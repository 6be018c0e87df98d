/*!
Persistence codec for workflow graphs.

Translates between the in-memory [`WorkflowGraph`] and a flattened,
serde-friendly [`GraphDocument`]: one camelCase record per node plus the
root id and last-edited timestamp. Documents carry only durable fields
(titles, linkage, durations, histories), never transient execution state,
so an imported graph is always replay-ready.

Import treats documents as untrusted: the reconstructed graph is validated
against the full structural invariant set and rejected with
`CorruptDocument` (naming the violated invariant) on any failure. The one
deliberate exception is an action node with multiple children, which is
allowed through so the runner can surface it as `MalformedGraph` at
evaluation time.

This module performs no I/O; it is pure data transformation plus JSON glue.
*/

use chrono::{DateTime, Utc};
use rustc_hash::FxHashMap;
use serde::{Deserialize, Serialize};

use crate::error::{EngineError, InvariantViolation};
use crate::estimator::DEFAULT_EXPECTED_DURATION_MS;
use crate::graph::{ActionNode, DecisionNode, DecisionOption, GraphNode, NodeCore, WorkflowGraph};
use crate::types::{ActionStatus, DecisionStatus, NodeId, NodeKind};

/// Flattened persisted form of one node.
#[derive(Clone, Debug, PartialEq, Serialize, Deserialize)]
#[serde(rename_all = "camelCase")]
pub struct NodeRecord {
    pub id: NodeId,
    pub kind: NodeKind,
    pub title: String,
    #[serde(default, skip_serializing_if = "Option::is_none")]
    pub parent_id: Option<NodeId>,
    #[serde(default)]
    pub child_ids: Vec<NodeId>,
    pub created_at: DateTime<Utc>,
    /// Action only.
    #[serde(default, skip_serializing_if = "Option::is_none")]
    pub expected_duration: Option<f64>,
    /// Action only: observed elapsed times (ms), oldest first.
    #[serde(default, skip_serializing_if = "Vec::is_empty")]
    pub duration_history: Vec<i64>,
    /// Decision only: labeled successors, in child order.
    #[serde(default, skip_serializing_if = "Vec::is_empty")]
    pub options: Vec<DecisionOption>,
    /// Decision only: previously chosen children, append-only.
    #[serde(default, skip_serializing_if = "Vec::is_empty")]
    pub chosen_history: Vec<NodeId>,
}

impl NodeRecord {
    /// Snapshot the durable fields of a live node.
    #[must_use]
    pub fn from_node(node: &GraphNode) -> Self {
        let core = node.core();
        let mut record = Self {
            id: core.id,
            kind: node.kind(),
            title: core.title.clone(),
            parent_id: core.parent_id,
            child_ids: core.children.clone(),
            created_at: core.created_at,
            expected_duration: None,
            duration_history: Vec::new(),
            options: Vec::new(),
            chosen_history: Vec::new(),
        };
        match node {
            GraphNode::Action(action) => {
                record.expected_duration = Some(action.expected_duration_ms);
                record.duration_history = action.duration_history.clone();
            }
            GraphNode::Decision(decision) => {
                record.options = decision.options.clone();
                record.chosen_history = decision.chosen_history.clone();
            }
        }
        record
    }

    fn into_node(self) -> GraphNode {
        let core = NodeCore {
            id: self.id,
            title: self.title,
            parent_id: self.parent_id,
            children: self.child_ids,
            created_at: self.created_at,
        };
        match self.kind {
            NodeKind::Action => GraphNode::Action(ActionNode {
                core,
                status: ActionStatus::Pending,
                started_at: None,
                finished_at: None,
                progress: 0.0,
                duration_history: self.duration_history,
                expected_duration_ms: self
                    .expected_duration
                    .unwrap_or(DEFAULT_EXPECTED_DURATION_MS),
            }),
            NodeKind::Decision => GraphNode::Decision(DecisionNode {
                core,
                status: DecisionStatus::Pending,
                options: self.options,
                chosen_history: self.chosen_history,
            }),
        }
    }
}

/// Complete persisted form of a workflow graph.
#[derive(Clone, Debug, PartialEq, Serialize, Deserialize)]
#[serde(rename_all = "camelCase")]
pub struct GraphDocument {
    pub root_id: NodeId,
    pub last_edited_at: DateTime<Utc>,
    pub nodes: Vec<NodeRecord>,
}

impl GraphDocument {
    pub fn to_json_string(&self) -> Result<String, serde_json::Error> {
        serde_json::to_string(self)
    }

    pub fn to_json_pretty(&self) -> Result<String, serde_json::Error> {
        serde_json::to_string_pretty(self)
    }

    pub fn from_json_str(s: &str) -> Result<Self, serde_json::Error> {
        serde_json::from_str(s)
    }
}

/// Flatten a graph into its persisted document.
///
/// Node records are emitted in depth-first preorder from the root, so
/// exports of the same graph are byte-stable.
#[must_use]
pub fn export(graph: &WorkflowGraph) -> GraphDocument {
    let mut nodes = Vec::with_capacity(graph.len());
    let mut stack = vec![graph.root_id()];
    while let Some(id) = stack.pop() {
        if let Some(node) = graph.get(id) {
            nodes.push(NodeRecord::from_node(node));
            stack.extend(node.children().iter().rev().copied());
        }
    }
    GraphDocument {
        root_id: graph.root_id(),
        last_edited_at: graph.last_edited_at(),
        nodes,
    }
}

/// Reconstruct a graph from a persisted document, validating every
/// structural invariant.
///
/// Fails with [`EngineError::CorruptDocument`] naming the violated
/// invariant. `import(export(g))` is deep-equal to `g` for any graph whose
/// transient execution fields are at rest.
pub fn import(doc: GraphDocument) -> Result<WorkflowGraph, EngineError> {
    let mut nodes: FxHashMap<NodeId, GraphNode> = FxHashMap::default();
    for record in doc.nodes {
        let id = record.id;
        if nodes.insert(id, record.into_node()).is_some() {
            return Err(InvariantViolation::DuplicateNode(id).into());
        }
    }
    let graph = WorkflowGraph::from_parts(nodes, doc.root_id, doc.last_edited_at);
    graph.validate()?;
    tracing::debug!(nodes = graph.len(), root = %graph.root_id(), "document imported");
    Ok(graph)
}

*Exercise directions*:
Would you please show every line of the material above that includes the string "execution"?

*Exercise response*:
(titles, linkage, durations, histories), never transient execution state,
/// transient execution fields are at rest.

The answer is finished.